Spilt wine has accounted for the bulk of wineries' estimated financial losses following California's worst earthquake for 25 years, with total costs now believed to be more than $80m.
Damage to component wines for blending at Silver Oak Cellars.Image credit: David Duncan
Barrels were thrown across cellars and bottles slid from shelves to smash on the hard floor below during the 6.0 magnitude earthquake that struck just south of downtown Napa in the early hours of 24 August.
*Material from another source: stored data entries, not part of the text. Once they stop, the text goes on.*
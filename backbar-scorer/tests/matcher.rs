//! Scenario coverage for beverage match scoring.

use backbar_core::{
    Beverage, BeverageCategory, FlavorProfile, JournalEntry, PreferenceProfile, PriceRange, Rating,
};
use backbar_scorer::{BeverageMatcher, MatchContext};
use rstest::{fixture, rstest};

fn wine(style: &str, price: Option<u32>, flavor: FlavorProfile) -> Beverage {
    let mut beverage =
        Beverage::new(1, "Test Pour", BeverageCategory::Wine, style).with_flavor(flavor);
    beverage.price = price;
    beverage
}

fn house_flavor() -> FlavorProfile {
    FlavorProfile::new(3, 2, 3, 3).expect("valid profile")
}

#[fixture]
fn profile() -> PreferenceProfile {
    PreferenceProfile::new(house_flavor())
        .with_style("red")
        .with_price_range(PriceRange::new(30, 50).expect("valid band"))
}

#[rstest]
// Style 25 + price 15 + flavor 30.
#[case("red", Some(40), house_flavor(), 70)]
// No style bonus without a preferred style hit.
#[case("white", Some(40), house_flavor(), 45)]
// Below the band: 25 + 5 + 30.
#[case("red", Some(20), house_flavor(), 60)]
// Above the band contributes nothing: 25 + 0 + 30.
#[case("red", Some(60), house_flavor(), 55)]
// Missing price contributes nothing.
#[case("red", None, house_flavor(), 55)]
// Distance 4 costs 12 points of flavor: 25 + 15 + 18.
#[case("red", Some(40), FlavorProfile::new(4, 3, 4, 2).expect("valid profile"), 58)]
fn signal_grid(
    profile: PreferenceProfile,
    #[case] style: &str,
    #[case] price: Option<u32>,
    #[case] flavor: FlavorProfile,
    #[case] expected: u8,
) {
    let beverage = wine(style, price, flavor);
    let result = BeverageMatcher::new().score(&beverage, &profile, &MatchContext::default());
    assert_eq!(result.score, expected);
}

#[rstest]
fn perfect_match_voices_style_and_flavor(profile: PreferenceProfile) {
    let beverage = wine("red", Some(40), house_flavor());
    let result = BeverageMatcher::new().score(&beverage, &profile, &MatchContext::default());
    assert_eq!(
        result.reasons.as_slice(),
        [
            "Matches your preferred red style",
            "Matches your flavor preferences"
        ]
    );
}

#[rstest]
fn flavor_reason_needs_a_close_match(profile: PreferenceProfile) {
    // Distance 2 keeps the reason (term 24); distance 3 loses it (term 21).
    let near = wine("red", Some(40), FlavorProfile::new(4, 3, 3, 3).expect("valid profile"));
    let far = wine("red", Some(40), FlavorProfile::new(4, 3, 4, 3).expect("valid profile"));
    let matcher = BeverageMatcher::new();
    let near_result = matcher.score(&near, &profile, &MatchContext::default());
    let far_result = matcher.score(&far, &profile, &MatchContext::default());
    assert!(near_result.reasons.contains("Matches your flavor preferences"));
    assert!(!far_result.reasons.contains("Matches your flavor preferences"));
}

#[rstest]
fn positive_journal_entries_add_and_explain(profile: PreferenceProfile) {
    let beverage = wine("red", Some(40), house_flavor());
    let entry = JournalEntry::new(
        Some(1),
        "red",
        BeverageCategory::Wine,
        Rating::new(4).expect("valid rating"),
    );
    let context = MatchContext {
        journal_entry: Some(&entry),
        ..MatchContext::default()
    };
    let result = BeverageMatcher::new().score(&beverage, &profile, &context);
    assert_eq!(result.score, 85);
    assert!(result.reasons.contains("You rated this 4/5"));
}

#[rstest]
fn similarity_to_other_favorites_is_detected(profile: PreferenceProfile) {
    let beverage = wine("red", Some(40), house_flavor());
    let other = Beverage::new(2, "Cellar Red", BeverageCategory::Wine, "RED");
    let context = MatchContext {
        other_favorites: vec![&other],
        ..MatchContext::default()
    };
    let result = BeverageMatcher::new().score(&beverage, &profile, &context);
    assert_eq!(result.score, 80);
    assert!(result.reasons.contains("Similar to wines you love"));
}

#[rstest]
fn scoring_never_goes_below_zero() {
    let profile = PreferenceProfile::new(FlavorProfile::new(1, 5, 1, 5).expect("valid profile"))
        .avoiding_high_tannins();
    let beverage = wine(
        "red",
        None,
        FlavorProfile::new(5, 1, 5, 1).expect("valid profile"),
    );
    let entry = JournalEntry::new(
        Some(1),
        "red",
        BeverageCategory::Wine,
        Rating::new(1).expect("valid rating"),
    );
    let context = MatchContext {
        journal_entry: Some(&entry),
        ..MatchContext::default()
    };
    let result = BeverageMatcher::new().score(&beverage, &profile, &context);
    // Flavor 0, tannin penalty -20, journal -15: clamped to zero.
    assert_eq!(result.score, 0);
}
Concerns about possible supply shortages of Californian wine may have subsided, but wine lost during the quake is still the biggest single contributor to total winery damages of $80.3m – an estimate handed to Napa officials this week by Silicon Valley Bank (SVB).
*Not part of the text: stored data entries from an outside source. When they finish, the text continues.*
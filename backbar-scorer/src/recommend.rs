//! The engine facade: one snapshot in, ranked explained lists out.
//!
//! A [`Recommender`] borrows one coherent snapshot of the user's library
//! and exposes the query surfaces the UI consumes. Everything is
//! recomputed per call from the borrowed snapshot; the engine caches
//! nothing, so callers own snapshot freshness.

use backbar_core::{
    Beverage, BeverageId, CatalogProvider, FavoritesProvider, JournalEntry, JournalProvider,
    PreferenceProfile, PreferenceStore, ScoredResult,
};
use log::trace;

use crate::learner::{PreferenceSource, price_band};
use crate::matcher::{BeverageMatcher, MatchContext};
use crate::occasion::Occasion;
use crate::pairing::{PairingMatch, PairingResolver};
use crate::rank::{
    PAIRING_LIMIT, RECOMMENDATION_LIMIT, RECOMMENDATION_MIN_SCORE, TOP_PICKS, select,
};

/// Scores one coherent snapshot of the user's library.
///
/// # Examples
/// ```
/// use backbar_core::{Beverage, BeverageCategory, FlavorProfile};
/// use backbar_scorer::Recommender;
///
/// let catalog = vec![
///     Beverage::new(1, "Mendoza Malbec", BeverageCategory::Wine, "red")
///         .with_price(38)
///         .with_flavor(FlavorProfile::new(4, 2, 4, 3).expect("valid profile")),
///     Beverage::new(2, "Grüner Veltliner", BeverageCategory::Wine, "white")
///         .with_price(30)
///         .with_flavor(FlavorProfile::new(2, 2, 1, 4).expect("valid profile")),
/// ];
/// let favorites = vec![1];
///
/// let recommender = Recommender::new(&catalog, &favorites, &[], None);
/// let ranked = recommender.recommendations();
/// assert_eq!(ranked.first().map(|r| r.beverage.id), Some(1));
/// ```
#[derive(Debug, Clone)]
pub struct Recommender<'a> {
    catalog: &'a [Beverage],
    favorites: &'a [BeverageId],
    journal: &'a [JournalEntry],
    preferences: Option<&'a PreferenceProfile>,
    matcher: BeverageMatcher,
    resolver: PairingResolver,
}

impl<'a> Recommender<'a> {
    /// Build from raw snapshot slices.
    #[must_use]
    pub fn new(
        catalog: &'a [Beverage],
        favorites: &'a [BeverageId],
        journal: &'a [JournalEntry],
        preferences: Option<&'a PreferenceProfile>,
    ) -> Self {
        Self {
            catalog,
            favorites,
            journal,
            preferences,
            matcher: BeverageMatcher::new(),
            resolver: PairingResolver::new(),
        }
    }

    /// Build from a library implementing every provider seam.
    #[must_use]
    pub fn from_providers<P>(library: &'a P) -> Self
    where
        P: CatalogProvider + FavoritesProvider + JournalProvider + PreferenceStore,
    {
        Self::new(
            library.beverages(),
            library.favorites(),
            library.entries(),
            library.preferences(),
        )
    }

    /// The profile scoring uses: explicit when stored, learned otherwise.
    #[must_use]
    pub fn profile(&self) -> PreferenceProfile {
        let source = self.preferences.map_or(
            PreferenceSource::Learned {
                favorites: self.favorites,
                journal: self.journal,
            },
            PreferenceSource::Explicit,
        );
        source.resolve(self.catalog)
    }

    /// Ranked personalized recommendations over the available catalog.
    #[must_use]
    pub fn recommendations(&self) -> Vec<ScoredResult> {
        let profile = self.profile();
        self.ranked(
            self.catalog.iter().filter(|beverage| beverage.available),
            &profile,
        )
    }

    /// The leading recommendations.
    #[must_use]
    pub fn top_picks(&self) -> Vec<ScoredResult> {
        let mut picks = self.recommendations();
        picks.truncate(TOP_PICKS);
        picks
    }

    /// Beverages similar to `id`: candidates ranked against a profile
    /// derived from the target's own style, flavor, and price band, with
    /// the target excluded. An unknown id yields an empty list.
    #[must_use]
    pub fn similar_to(&self, id: BeverageId) -> Vec<ScoredResult> {
        let Some(target) = self.catalog.iter().find(|beverage| beverage.id == id) else {
            trace!("similar-to query for unknown beverage {id}");
            return Vec::new();
        };
        let mut profile =
            PreferenceProfile::new(target.flavor_or_default()).with_style(target.style.clone());
        if let Some(band) = target.price.and_then(price_band) {
            profile = profile.with_price_range(band);
        }
        self.ranked(
            self.catalog
                .iter()
                .filter(|beverage| beverage.available && beverage.id != id),
            &profile,
        )
    }

    /// Recommendations narrowed to an occasion before scoring.
    #[must_use]
    pub fn for_occasion(&self, occasion: Occasion) -> Vec<ScoredResult> {
        let profile = self.profile();
        self.ranked(
            self.catalog
                .iter()
                .filter(|beverage| beverage.available && occasion.admits(beverage)),
            &profile,
        )
    }

    /// Ranked dish pairings over the available catalog.
    #[must_use]
    pub fn pair_with_dishes(&self, dishes: &[String]) -> Vec<PairingMatch> {
        let matches = self
            .resolver
            .resolve(dishes, self.catalog)
            .into_iter()
            .filter(|matched| matched.beverage.available)
            .collect();
        select(matches, None, PAIRING_LIMIT)
    }

    fn ranked<I>(&self, candidates: I, profile: &PreferenceProfile) -> Vec<ScoredResult>
    where
        I: Iterator<Item = &'a Beverage>,
    {
        let scored = candidates
            .map(|beverage| {
                let context =
                    MatchContext::gather(beverage, self.favorites, self.journal, self.catalog);
                self.matcher.score(beverage, profile, &context)
            })
            .collect();
        select(scored, Some(RECOMMENDATION_MIN_SCORE), RECOMMENDATION_LIMIT)
    }
}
True financial losses are likely to be higher, because many wineries are still juggling a clean-up with the demands of the 2014 harvest and also because some wineries ‘are not thinking about the lost revenue opportunity’ from having less wine to sell, said Rob McMillan, executive vice president and founder of SVB’s wine division.
McMillan, who also suffered damage at his own home, has spent the past two weeks calling wineries and contacts to assess damage.
‘We estimate that 60% of Napa County wineries sustained some degree of damage, and up to 25% of wineries suffered moderate to severe damage exceeding $50,000 per winery,’ said SVB in its report to officials. The worst-hit American Viticultural Areas were the Carneros Region of Napa, Mt Veeder, Yountville and Oak Knoll.
Speaking to Decanter.com, McMillan said damage reports varied strongly from winery to winery. The worst case he has found is one producer who faces costs of around $8m.
Few residents or wineries have earthquake insurance, primarily due to the excess charges.
McMillan praised a spirit of togetherness among residents and winemakers alike. ‘Everybody shares resources,’ he said. ‘We’re doing lot of things to support our clients because it’s the right thing to do.’
Trade body Napa Valley Vintners has set aside a $10m emergency fund to help communities affected by the quake, which saw around 170 people hospitalised.
There is significant damage to properties in residential areas around Napa, McMillan said, and Napa County officials have estimated total damage in the area at $400m.